The heart was implanted Aug. 20 by a surgical team led by Dr. Mark Slaughter, the lead cardiothoracic surgeon at the hospital and chair of cardiovascular and thoracic surgery in the U of L School of Medicine. “The recipient, whose identity is being withheld upon request . . . is doing well,” a U of L news release said.

The Aeson heart “serves as a bridge to transplant for patients with end-stage biventricular heart failure – heart disease affecting both left and right sides of the heart – allowing more time for the patient to receive a permanent heart organ transplant,” the release said. “The new device is designed to solve the limitations of left-ventricular assist devices, which pump blood in just one chamber, by pumping blood in both heart chambers.”

It also has sensors that detect blood pressure and position and adapt blood output accordingly, and has an external power supply, the release said: “The device is medically approved in Europe, where approximately 20 devices have been implanted.

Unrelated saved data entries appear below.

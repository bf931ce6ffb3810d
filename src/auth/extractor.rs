use axum::extract::FromRequestParts;
use axum::http::request::Parts;
use subtle::ConstantTimeEq;

use crate::error::AppError;
use crate::state::SharedState;

/// Operator access to the HTTP surface. Open when no admin token is configured.
#[derive(Debug, Clone, Copy)]
pub struct AdminAuth;

impl FromRequestParts<SharedState> for AdminAuth {
    type Rejection = AppError;

    async fn from_request_parts(
        parts: &mut Parts,
        state: &SharedState,
    ) -> Result<Self, Self::Rejection> {
        let Some(expected) = state.config.admin_token.as_deref() else {
            return Ok(AdminAuth);
        };

        let auth_header = parts
            .headers
            .get("authorization")
            .ok_or_else(|| AppError::Unauthorized("Missing authentication token".to_string()))?;
        let auth_str = auth_header
            .to_str()
            .map_err(|_| AppError::Unauthorized("Invalid authorization header".to_string()))?;
        let token = auth_str
            .strip_prefix("Bearer ")
            .ok_or_else(|| AppError::Unauthorized("Missing authentication token".to_string()))?;

        if bool::from(token.as_bytes().ct_eq(expected.as_bytes())) {
            Ok(AdminAuth)
        } else {
            Err(AppError::Unauthorized("Invalid token".to_string()))
        }
    }
}
use std::sync::Arc;

use tokio::sync::watch;

use crate::queue::QueueService;

/// Start the queue scheduler on a dedicated OS thread with its own
/// single-threaded Tokio runtime. Ticks run strictly one after another until
/// shutdown is signaled.
pub fn run_scheduler(
    queue: Arc<QueueService>,
    shutdown: watch::Receiver<bool>,
) -> std::io::Result<std::thread::JoinHandle<()>> {
    std::thread::Builder::new()
        .name("crm-queue-scheduler".into())
        .spawn(move || {
            let runtime = match tokio::runtime::Builder::new_current_thread()
                .enable_all()
                .build()
            {
                Ok(runtime) => runtime,
                Err(e) => {
                    tracing::error!("Failed to build scheduler runtime: {e}");
                    return;
                }
            };

            runtime.block_on(run(queue, shutdown));
        })
}

/// Tick, then sleep for whatever the tick asked for, until shutdown.
async fn run(queue: Arc<QueueService>, mut shutdown: watch::Receiver<bool>) {
    tracing::info!(
        interval_secs = queue.queue_config().tick_interval.as_secs(),
        "CRM queue scheduler started"
    );

    loop {
        if *shutdown.borrow() {
            break;
        }

        let report = queue.run_batch().await;

        tokio::select! {
            _ = tokio::time::sleep(report.reschedule_after()) => {}
            changed = shutdown.changed() => {
                if changed.is_err() {
                    break;
                }
            }
        }
    }

    tracing::info!("CRM queue scheduler stopped");
}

The first Aeson artificial heart in North America was implanted in July at Duke University,” in a 39-year-old man from North Carolina.

The release noted past pioneering cardiac efforts at U of L and Jewish, which the university took over in 2019 “to preserve its storied organ-transplant program,” notes Deborah Yetter of the Courier Journal. “On July 2, 2001, U of L cardiothoracic surgeon Laman Gray led the surgical team that implanted the first self-contained artificial heart in the United States at Jewish Hospital,” the release said. “The AbioCor artificial heart was implanted into Robert Tools, who lived five months on the device. The UofL surgical team also performed the first heart transplant in Kentucky at Jewish Hospital in 1984.”